== What this task involves ==
Give only the number of lines in the records below that contain the word "false".
== Material provided
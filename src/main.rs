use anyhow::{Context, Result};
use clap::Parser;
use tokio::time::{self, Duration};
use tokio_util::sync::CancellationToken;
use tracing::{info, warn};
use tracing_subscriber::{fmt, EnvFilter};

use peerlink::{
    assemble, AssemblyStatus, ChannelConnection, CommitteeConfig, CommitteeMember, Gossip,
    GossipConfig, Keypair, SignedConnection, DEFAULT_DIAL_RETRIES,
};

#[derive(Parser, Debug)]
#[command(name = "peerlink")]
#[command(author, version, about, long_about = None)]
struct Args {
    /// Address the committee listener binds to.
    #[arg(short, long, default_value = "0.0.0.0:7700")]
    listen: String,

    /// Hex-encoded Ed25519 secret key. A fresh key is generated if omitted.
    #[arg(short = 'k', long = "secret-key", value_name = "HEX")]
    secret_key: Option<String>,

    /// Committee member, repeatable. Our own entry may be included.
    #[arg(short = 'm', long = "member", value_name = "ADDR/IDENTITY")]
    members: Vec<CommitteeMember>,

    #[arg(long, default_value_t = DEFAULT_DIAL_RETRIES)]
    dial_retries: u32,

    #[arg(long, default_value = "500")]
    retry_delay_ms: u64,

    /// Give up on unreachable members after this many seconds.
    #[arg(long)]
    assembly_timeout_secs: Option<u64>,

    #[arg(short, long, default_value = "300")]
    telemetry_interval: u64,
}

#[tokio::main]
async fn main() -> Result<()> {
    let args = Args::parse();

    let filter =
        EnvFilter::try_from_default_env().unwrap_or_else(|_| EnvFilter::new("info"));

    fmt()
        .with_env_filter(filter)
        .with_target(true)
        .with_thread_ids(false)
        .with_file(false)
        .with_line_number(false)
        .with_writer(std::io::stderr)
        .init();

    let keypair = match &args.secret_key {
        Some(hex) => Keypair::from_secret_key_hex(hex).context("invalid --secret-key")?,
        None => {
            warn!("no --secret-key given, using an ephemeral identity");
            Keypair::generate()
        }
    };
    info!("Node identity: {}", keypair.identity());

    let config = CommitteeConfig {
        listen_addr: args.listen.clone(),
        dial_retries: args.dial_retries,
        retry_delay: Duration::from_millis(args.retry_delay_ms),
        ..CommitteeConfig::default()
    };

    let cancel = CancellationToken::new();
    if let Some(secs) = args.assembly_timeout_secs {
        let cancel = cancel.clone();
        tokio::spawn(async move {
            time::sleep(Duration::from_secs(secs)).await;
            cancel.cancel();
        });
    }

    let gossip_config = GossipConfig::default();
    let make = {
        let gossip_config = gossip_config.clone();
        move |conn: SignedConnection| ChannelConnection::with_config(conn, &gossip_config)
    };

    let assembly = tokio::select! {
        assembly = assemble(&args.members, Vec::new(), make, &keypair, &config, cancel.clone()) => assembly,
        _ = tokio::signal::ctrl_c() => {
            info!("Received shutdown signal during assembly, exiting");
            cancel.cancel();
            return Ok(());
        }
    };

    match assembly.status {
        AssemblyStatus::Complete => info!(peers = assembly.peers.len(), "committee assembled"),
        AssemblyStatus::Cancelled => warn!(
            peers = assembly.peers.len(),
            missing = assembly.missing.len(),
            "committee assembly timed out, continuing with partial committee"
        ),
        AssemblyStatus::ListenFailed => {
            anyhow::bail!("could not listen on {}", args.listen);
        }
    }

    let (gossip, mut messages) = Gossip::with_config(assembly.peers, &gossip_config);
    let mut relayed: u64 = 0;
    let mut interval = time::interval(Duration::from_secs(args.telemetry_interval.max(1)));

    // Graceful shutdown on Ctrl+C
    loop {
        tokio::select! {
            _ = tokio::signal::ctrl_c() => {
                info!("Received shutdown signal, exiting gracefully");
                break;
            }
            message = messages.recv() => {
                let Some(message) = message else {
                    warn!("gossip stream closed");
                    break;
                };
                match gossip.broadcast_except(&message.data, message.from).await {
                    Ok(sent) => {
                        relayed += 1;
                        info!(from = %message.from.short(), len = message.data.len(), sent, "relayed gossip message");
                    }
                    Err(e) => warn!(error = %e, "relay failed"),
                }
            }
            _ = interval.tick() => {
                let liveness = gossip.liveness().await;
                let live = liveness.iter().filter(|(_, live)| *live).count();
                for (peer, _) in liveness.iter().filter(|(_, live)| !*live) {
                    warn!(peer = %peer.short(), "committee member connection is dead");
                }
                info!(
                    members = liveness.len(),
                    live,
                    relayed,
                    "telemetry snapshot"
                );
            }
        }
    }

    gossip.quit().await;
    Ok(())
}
====
== Material provided
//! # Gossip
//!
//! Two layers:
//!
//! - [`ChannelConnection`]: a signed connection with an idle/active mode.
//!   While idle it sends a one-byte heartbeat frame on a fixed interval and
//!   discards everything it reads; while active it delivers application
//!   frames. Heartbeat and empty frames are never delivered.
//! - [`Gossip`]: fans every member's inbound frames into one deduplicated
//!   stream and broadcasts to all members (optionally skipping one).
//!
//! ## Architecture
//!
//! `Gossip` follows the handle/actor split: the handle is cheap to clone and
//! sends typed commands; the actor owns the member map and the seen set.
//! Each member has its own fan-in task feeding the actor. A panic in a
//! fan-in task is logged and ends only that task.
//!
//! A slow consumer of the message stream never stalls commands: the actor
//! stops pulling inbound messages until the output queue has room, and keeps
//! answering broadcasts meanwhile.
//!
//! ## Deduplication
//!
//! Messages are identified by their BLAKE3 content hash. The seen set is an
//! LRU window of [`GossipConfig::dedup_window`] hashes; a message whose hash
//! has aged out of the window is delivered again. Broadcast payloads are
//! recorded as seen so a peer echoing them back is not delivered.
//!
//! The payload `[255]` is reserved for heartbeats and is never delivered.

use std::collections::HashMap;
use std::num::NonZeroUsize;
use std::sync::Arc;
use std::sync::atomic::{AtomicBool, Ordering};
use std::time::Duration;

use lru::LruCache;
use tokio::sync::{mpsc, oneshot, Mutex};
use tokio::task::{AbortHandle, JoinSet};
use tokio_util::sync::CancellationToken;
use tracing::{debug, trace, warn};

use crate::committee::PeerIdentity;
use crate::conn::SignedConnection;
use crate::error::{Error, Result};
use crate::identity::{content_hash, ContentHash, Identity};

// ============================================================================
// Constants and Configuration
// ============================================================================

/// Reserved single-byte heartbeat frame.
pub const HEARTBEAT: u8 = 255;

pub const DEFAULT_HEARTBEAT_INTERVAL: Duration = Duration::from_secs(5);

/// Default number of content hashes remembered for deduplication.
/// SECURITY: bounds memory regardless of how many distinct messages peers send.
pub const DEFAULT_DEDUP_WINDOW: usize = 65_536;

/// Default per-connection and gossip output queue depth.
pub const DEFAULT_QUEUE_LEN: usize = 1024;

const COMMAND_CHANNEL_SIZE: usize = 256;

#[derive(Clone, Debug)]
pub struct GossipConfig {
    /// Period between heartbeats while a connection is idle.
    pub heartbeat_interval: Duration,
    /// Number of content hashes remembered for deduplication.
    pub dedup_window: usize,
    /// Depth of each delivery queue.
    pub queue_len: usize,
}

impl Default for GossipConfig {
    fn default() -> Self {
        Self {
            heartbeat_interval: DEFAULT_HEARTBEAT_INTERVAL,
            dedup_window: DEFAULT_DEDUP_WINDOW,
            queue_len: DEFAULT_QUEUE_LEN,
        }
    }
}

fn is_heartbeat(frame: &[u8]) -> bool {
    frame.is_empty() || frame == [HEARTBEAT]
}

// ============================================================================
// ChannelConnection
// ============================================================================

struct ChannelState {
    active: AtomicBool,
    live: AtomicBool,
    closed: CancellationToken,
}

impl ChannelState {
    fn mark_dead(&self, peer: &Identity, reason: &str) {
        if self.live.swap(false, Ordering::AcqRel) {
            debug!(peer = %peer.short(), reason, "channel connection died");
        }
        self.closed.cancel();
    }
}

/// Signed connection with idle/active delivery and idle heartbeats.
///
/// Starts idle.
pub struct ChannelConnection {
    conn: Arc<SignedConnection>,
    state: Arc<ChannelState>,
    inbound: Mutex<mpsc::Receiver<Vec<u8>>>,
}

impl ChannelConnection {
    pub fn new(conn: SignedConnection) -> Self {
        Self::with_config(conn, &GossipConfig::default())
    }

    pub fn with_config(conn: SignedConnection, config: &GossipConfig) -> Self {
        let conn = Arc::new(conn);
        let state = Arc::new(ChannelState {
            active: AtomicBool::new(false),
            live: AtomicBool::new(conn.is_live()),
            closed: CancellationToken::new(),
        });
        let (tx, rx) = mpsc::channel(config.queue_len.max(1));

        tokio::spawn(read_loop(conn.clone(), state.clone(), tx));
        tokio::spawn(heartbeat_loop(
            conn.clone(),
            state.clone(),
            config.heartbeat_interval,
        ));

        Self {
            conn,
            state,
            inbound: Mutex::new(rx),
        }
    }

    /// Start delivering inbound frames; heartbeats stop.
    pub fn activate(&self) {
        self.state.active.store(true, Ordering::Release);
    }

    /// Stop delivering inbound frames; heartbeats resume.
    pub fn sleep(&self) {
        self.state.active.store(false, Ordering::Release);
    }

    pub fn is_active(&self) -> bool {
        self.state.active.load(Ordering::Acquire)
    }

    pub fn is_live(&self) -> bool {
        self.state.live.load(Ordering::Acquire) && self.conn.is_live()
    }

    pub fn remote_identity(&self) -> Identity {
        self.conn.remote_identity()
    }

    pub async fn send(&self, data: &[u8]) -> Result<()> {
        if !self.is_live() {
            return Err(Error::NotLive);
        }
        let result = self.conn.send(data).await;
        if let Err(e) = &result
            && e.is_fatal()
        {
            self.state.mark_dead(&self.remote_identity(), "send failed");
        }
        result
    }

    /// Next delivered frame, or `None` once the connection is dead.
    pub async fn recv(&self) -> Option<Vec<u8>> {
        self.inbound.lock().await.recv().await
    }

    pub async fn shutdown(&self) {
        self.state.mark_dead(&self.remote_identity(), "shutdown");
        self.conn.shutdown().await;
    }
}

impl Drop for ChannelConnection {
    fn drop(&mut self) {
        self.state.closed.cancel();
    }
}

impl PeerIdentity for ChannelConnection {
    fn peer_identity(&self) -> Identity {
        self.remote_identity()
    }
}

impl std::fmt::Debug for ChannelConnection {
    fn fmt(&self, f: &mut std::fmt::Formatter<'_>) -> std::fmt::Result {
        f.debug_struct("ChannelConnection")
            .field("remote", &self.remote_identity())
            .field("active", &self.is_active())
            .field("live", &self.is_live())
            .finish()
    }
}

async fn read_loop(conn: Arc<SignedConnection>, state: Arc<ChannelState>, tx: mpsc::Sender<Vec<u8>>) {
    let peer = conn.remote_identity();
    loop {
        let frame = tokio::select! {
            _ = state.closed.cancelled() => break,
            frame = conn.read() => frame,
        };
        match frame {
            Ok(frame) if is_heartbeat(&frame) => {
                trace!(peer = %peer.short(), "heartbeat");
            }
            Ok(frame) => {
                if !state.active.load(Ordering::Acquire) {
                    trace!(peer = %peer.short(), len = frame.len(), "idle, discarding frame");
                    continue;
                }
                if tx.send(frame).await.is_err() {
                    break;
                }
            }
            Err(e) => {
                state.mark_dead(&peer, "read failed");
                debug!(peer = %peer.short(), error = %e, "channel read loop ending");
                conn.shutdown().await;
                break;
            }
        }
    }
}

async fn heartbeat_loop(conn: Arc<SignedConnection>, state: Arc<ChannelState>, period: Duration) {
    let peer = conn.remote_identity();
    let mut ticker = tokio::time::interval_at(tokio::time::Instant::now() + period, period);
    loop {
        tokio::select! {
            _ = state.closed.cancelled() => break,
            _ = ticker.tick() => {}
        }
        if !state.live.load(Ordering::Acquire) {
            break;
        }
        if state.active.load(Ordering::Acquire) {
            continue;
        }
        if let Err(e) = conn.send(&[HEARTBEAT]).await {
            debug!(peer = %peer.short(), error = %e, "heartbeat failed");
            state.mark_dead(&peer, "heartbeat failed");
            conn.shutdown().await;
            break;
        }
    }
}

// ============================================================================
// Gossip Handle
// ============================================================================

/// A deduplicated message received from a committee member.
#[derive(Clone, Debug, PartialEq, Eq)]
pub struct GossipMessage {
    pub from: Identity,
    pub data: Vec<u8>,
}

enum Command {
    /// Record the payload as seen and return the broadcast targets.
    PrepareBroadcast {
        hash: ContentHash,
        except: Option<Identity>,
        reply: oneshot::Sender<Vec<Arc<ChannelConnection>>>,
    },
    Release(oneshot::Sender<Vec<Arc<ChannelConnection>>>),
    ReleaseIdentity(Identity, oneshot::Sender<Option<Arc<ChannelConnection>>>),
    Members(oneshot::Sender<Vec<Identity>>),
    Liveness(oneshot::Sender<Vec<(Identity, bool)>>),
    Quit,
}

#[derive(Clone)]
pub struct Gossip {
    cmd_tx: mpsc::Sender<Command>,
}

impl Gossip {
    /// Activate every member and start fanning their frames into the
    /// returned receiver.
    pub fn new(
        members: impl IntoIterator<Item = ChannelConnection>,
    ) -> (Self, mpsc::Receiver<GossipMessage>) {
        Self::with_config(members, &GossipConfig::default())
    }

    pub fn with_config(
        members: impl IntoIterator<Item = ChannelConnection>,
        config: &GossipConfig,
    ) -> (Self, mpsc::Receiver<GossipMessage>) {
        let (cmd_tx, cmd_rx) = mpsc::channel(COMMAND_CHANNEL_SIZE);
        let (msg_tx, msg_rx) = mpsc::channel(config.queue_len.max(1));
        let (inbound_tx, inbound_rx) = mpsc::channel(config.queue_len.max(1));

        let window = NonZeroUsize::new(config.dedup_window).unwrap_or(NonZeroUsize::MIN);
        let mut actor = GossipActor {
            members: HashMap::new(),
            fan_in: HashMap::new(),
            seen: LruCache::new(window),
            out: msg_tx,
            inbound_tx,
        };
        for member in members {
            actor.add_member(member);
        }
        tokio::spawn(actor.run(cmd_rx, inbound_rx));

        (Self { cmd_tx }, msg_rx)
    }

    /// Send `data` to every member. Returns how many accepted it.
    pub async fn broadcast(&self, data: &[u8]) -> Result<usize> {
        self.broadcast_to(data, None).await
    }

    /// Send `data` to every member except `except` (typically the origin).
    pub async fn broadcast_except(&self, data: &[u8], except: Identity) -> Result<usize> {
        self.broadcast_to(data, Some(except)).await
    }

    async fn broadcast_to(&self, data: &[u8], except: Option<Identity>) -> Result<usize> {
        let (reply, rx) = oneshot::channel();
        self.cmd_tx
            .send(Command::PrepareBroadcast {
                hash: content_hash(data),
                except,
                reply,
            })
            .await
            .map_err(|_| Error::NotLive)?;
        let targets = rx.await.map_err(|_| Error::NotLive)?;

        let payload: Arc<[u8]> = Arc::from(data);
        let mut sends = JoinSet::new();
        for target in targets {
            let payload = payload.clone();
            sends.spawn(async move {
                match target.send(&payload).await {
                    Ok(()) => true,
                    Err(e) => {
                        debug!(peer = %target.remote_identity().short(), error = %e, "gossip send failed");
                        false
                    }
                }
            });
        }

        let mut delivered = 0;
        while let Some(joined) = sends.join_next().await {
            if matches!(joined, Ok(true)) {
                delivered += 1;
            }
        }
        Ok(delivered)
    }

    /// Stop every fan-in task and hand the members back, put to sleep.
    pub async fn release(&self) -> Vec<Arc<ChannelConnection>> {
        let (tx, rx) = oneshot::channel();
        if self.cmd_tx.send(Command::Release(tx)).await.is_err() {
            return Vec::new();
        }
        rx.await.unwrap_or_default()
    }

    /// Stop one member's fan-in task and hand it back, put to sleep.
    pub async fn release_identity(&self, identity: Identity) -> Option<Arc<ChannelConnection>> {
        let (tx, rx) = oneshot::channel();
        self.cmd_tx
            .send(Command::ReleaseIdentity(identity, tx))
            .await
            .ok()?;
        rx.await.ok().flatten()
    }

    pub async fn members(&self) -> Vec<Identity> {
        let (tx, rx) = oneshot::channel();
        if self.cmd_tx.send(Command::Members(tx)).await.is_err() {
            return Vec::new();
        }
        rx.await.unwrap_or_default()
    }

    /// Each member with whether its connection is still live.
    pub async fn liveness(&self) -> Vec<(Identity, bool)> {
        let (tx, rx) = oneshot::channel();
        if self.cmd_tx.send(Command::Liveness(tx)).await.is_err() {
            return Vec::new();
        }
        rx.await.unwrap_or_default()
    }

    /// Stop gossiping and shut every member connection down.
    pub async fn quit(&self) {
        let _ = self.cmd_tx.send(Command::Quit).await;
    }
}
====
== Material provided
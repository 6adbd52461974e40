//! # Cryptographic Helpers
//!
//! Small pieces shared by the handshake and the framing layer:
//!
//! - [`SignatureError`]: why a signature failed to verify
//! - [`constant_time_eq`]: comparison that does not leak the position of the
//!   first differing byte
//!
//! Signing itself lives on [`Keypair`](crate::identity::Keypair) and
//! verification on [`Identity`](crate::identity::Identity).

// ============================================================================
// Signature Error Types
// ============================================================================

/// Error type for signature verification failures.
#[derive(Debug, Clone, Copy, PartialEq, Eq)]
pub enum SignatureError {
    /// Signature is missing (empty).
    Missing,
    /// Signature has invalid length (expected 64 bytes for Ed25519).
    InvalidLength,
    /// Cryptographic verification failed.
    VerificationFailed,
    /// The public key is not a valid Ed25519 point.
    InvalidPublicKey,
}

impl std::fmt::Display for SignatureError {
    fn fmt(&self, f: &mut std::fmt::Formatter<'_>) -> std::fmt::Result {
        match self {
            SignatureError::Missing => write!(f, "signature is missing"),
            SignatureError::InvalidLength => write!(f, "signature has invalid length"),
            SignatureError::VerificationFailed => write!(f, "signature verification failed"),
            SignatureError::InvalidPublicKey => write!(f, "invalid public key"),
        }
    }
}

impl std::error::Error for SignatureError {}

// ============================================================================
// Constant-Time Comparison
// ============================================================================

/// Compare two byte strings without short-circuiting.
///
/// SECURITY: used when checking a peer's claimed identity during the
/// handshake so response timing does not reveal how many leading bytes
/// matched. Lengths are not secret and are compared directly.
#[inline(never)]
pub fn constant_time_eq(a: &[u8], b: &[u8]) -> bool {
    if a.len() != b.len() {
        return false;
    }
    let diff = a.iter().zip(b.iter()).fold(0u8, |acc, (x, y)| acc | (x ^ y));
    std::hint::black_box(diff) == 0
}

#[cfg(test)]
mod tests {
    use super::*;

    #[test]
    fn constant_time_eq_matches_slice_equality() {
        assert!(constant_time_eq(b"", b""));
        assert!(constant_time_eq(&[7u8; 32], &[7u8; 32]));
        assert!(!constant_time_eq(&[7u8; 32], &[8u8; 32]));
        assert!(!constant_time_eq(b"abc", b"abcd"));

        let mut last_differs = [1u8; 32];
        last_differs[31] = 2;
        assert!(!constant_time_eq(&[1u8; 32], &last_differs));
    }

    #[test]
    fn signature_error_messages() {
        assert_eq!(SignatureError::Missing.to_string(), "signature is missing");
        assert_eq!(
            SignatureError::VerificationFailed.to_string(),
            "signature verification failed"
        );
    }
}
====
== Expected answer ==
8